- [Assignment]:
Go through the entries below, tally each line that has the word "return", and give only the total.

Segment Start: Extracted entries

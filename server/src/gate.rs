//! Vorbedingungs-Gate
//!
//! Prueft vor jedem Socket-Bind, ob der Prozess ueberhaupt starten darf:
//! 1. keine ausstehenden Schema-Migrationen,
//! 2. gueltige absolute Basis-URL (wird normalisiert),
//! 3. Admin-Zugangsdaten vollstaendig gesetzt.
//! Jeder Schritt bricht die Sequenz ab; ein teilweiser Start existiert
//! nicht. Das Gate selbst beendet den Prozess nie – der Aufrufer gibt die
//! Diagnose aus und beendet sich.

use botschaft_db::{DbError, KonfigurationRepository, MigrationsStatus};
use thiserror::Error;
use url::Url;

use crate::cli::StartOptionen;

/// Validierte Startkonfiguration; nach dem Gate unveraenderlich
#[derive(Debug, Clone)]
pub struct StartKonfig {
    /// Normalisierte Basis-URL, endet auf genau ein '/'
    pub basis_url: String,
    /// Interface des oeffentlichen Listeners
    pub interface: String,
    /// Port des oeffentlichen Listeners
    pub port: u16,
    /// Port der lokalen Control-Plane
    pub api_port: u16,
    /// Ausfuehrliches Protokoll-Logging
    pub debug: bool,
}

/// Gruende, aus denen das Gate den Start verweigert
///
/// Die Display-Texte sind die Operator-Diagnosen; sie nennen jeweils das
/// Kommando, mit dem sich der Zustand beheben laesst.
#[derive(Debug, Error)]
pub enum GateFehler {
    #[error(
        "Die Datenbank muss vor dem Start migriert werden ({anzahl} Migration(en) ausstehend)\n\
         Zum Migrieren: botschaft-server migrate"
    )]
    MigrationenAusstehend { anzahl: usize },

    #[error("Ungueltiger oder fehlender url-Parameter: {0}")]
    UngueltigeUrl(String),

    #[error(
        "Bitte Benutzername und Passwort fuer das Admin-Panel setzen ({admin_url})\n\
         Zum Setzen: botschaft-server config --benutzername NAME --passwort PASSWORT"
    )]
    ZugangNichtKonfiguriert { admin_url: String },

    #[error("Datenbankfehler: {0}")]
    Datenbank(#[from] DbError),
}

/// Fuehrt die Gate-Sequenz aus und liefert die validierte Startkonfiguration
pub async fn vorbedingungen_pruefen<M, K>(
    optionen: &StartOptionen,
    migrationen: &M,
    konfiguration: &K,
) -> Result<StartKonfig, GateFehler>
where
    M: MigrationsStatus,
    K: KonfigurationRepository,
{
    let anzahl = migrationen.ausstehend().await?;
    if anzahl > 0 {
        return Err(GateFehler::MigrationenAusstehend { anzahl });
    }

    let roh = optionen
        .url
        .as_deref()
        .ok_or_else(|| GateFehler::UngueltigeUrl("nicht angegeben".into()))?;
    let basis_url = url_normalisieren(roh)?;

    let zugang = konfiguration.laden_oder_erstellen().await?;
    if !zugang.ist_vollstaendig() {
        return Err(GateFehler::ZugangNichtKonfiguriert {
            admin_url: format!("{basis_url}?admin"),
        });
    }

    Ok(StartKonfig {
        basis_url,
        interface: optionen.interface.clone(),
        port: optionen.port,
        api_port: optionen.api_port,
        debug: optionen.debug,
    })
}

/// Validiert eine absolute http(s)-URL und normalisiert sie auf genau
/// einen abschliessenden Schraegstrich
///
/// Die Normalisierung ist idempotent.
pub fn url_normalisieren(roh: &str) -> Result<String, GateFehler> {
    let url =
        Url::parse(roh).map_err(|e| GateFehler::UngueltigeUrl(format!("'{roh}': {e}")))?;

    if url.scheme() != "http" && url.scheme() != "https" {
        return Err(GateFehler::UngueltigeUrl(format!(
            "'{roh}': Schema muss http oder https sein"
        )));
    }
    if !url.has_host() {
        return Err(GateFehler::UngueltigeUrl(format!("'{roh}': Host fehlt")));
    }

    Ok(format!("{}/", url.as_str().trim_end_matches('/')))
}

#[cfg(test)]
mod tests {
    use super::*;
    use botschaft_db::{AdminZugang, DbResult};
    use chrono::Utc;

    /// Double fuer den Migrationsstand
    struct MigrationenDouble(usize);

    impl MigrationsStatus for MigrationenDouble {
        async fn ausstehend(&self) -> DbResult<usize> {
            Ok(self.0)
        }
    }

    /// Double fuer das Konfigurations-Repository
    struct KonfigDouble {
        benutzername: &'static str,
        passwort_hash: &'static str,
    }

    impl KonfigurationRepository for KonfigDouble {
        async fn laden_oder_erstellen(&self) -> DbResult<AdminZugang> {
            Ok(AdminZugang {
                benutzername: self.benutzername.into(),
                passwort_hash: self.passwort_hash.into(),
                geaendert_am: Utc::now(),
            })
        }

        async fn speichern(&self, _benutzername: &str, _passwort_hash: &str) -> DbResult<()> {
            Ok(())
        }
    }

    fn optionen(url: Option<&str>) -> StartOptionen {
        StartOptionen {
            url: url.map(String::from),
            port: 8080,
            interface: "127.0.0.1".into(),
            debug: false,
            api_port: 1560,
            datenbank: "sqlite::memory:".into(),
        }
    }

    fn zugang_gesetzt() -> KonfigDouble {
        KonfigDouble {
            benutzername: "admin",
            passwort_hash: "$argon2id$v=19$abc",
        }
    }

    #[tokio::test]
    async fn ausstehende_migrationen_blockieren_den_start() {
        let fehler = vorbedingungen_pruefen(
            &optionen(Some("https://example.org")),
            &MigrationenDouble(3),
            &zugang_gesetzt(),
        )
        .await
        .unwrap_err();

        assert!(matches!(
            fehler,
            GateFehler::MigrationenAusstehend { anzahl: 3 }
        ));
        assert!(fehler.to_string().contains("botschaft-server migrate"));
    }

    #[tokio::test]
    async fn fehlende_url_blockiert_den_start() {
        let fehler = vorbedingungen_pruefen(
            &optionen(None),
            &MigrationenDouble(0),
            &zugang_gesetzt(),
        )
        .await
        .unwrap_err();

        assert!(matches!(fehler, GateFehler::UngueltigeUrl(_)));
    }

    #[tokio::test]
    async fn ungueltige_url_blockiert_den_start() {
        for roh in ["kein url", "ftp://example.org", "example.org/pfad", "/nur/pfad"] {
            let fehler = vorbedingungen_pruefen(
                &optionen(Some(roh)),
                &MigrationenDouble(0),
                &zugang_gesetzt(),
            )
            .await
            .unwrap_err();
            assert!(
                matches!(fehler, GateFehler::UngueltigeUrl(_)),
                "'{roh}' muss abgelehnt werden"
            );
        }
    }

    #[tokio::test]
    async fn leere_zugangsdaten_blockieren_den_start() {
        for (benutzername, passwort_hash) in [("", "hash"), ("admin", ""), ("", "")] {
            let fehler = vorbedingungen_pruefen(
                &optionen(Some("https://example.org/movim")),
                &MigrationenDouble(0),
                &KonfigDouble {
                    benutzername,
                    passwort_hash,
                },
            )
            .await
            .unwrap_err();

            // Die Diagnose nennt die normalisierte Admin-Panel-URL
            let text = fehler.to_string();
            assert!(text.contains("https://example.org/movim/?admin"), "{text}");
            assert!(text.contains("botschaft-server config"));
        }
    }

    #[tokio::test]
    async fn erfolgreiche_sequenz_liefert_die_konfiguration() {
        let konfig = vorbedingungen_pruefen(
            &optionen(Some("https://example.org/movim")),
            &MigrationenDouble(0),
            &zugang_gesetzt(),
        )
        .await
        .unwrap();

        assert_eq!(konfig.basis_url, "https://example.org/movim/");
        assert_eq!(konfig.interface, "127.0.0.1");
        assert_eq!(konfig.port, 8080);
        assert_eq!(konfig.api_port, 1560);
        assert!(!konfig.debug);
    }

    #[test]
    fn normalisierung_erzwingt_genau_einen_schraegstrich() {
        assert_eq!(
            url_normalisieren("https://example.org/movim").unwrap(),
            "https://example.org/movim/"
        );
        assert_eq!(
            url_normalisieren("https://example.org/movim///").unwrap(),
            "https://example.org/movim/"
        );
        assert_eq!(
            url_normalisieren("https://example.org").unwrap(),
            "https://example.org/"
        );
    }

    #[test]
    fn normalisierung_ist_idempotent() {
        for roh in [
            "https://example.org",
            "https://example.org/",
            "https://example.org/movim",
            "http://example.org:8080/tief/er/pfad//",
        ] {
            let einmal = url_normalisieren(roh).unwrap();
            let zweimal = url_normalisieren(&einmal).unwrap();
            assert_eq!(einmal, zweimal, "Normalisierung von '{roh}'");
            assert!(einmal.ends_with('/'));
            assert!(!einmal.ends_with("//"));
        }
    }
}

Segment End: Extracted entries

- [Problem solution]:
4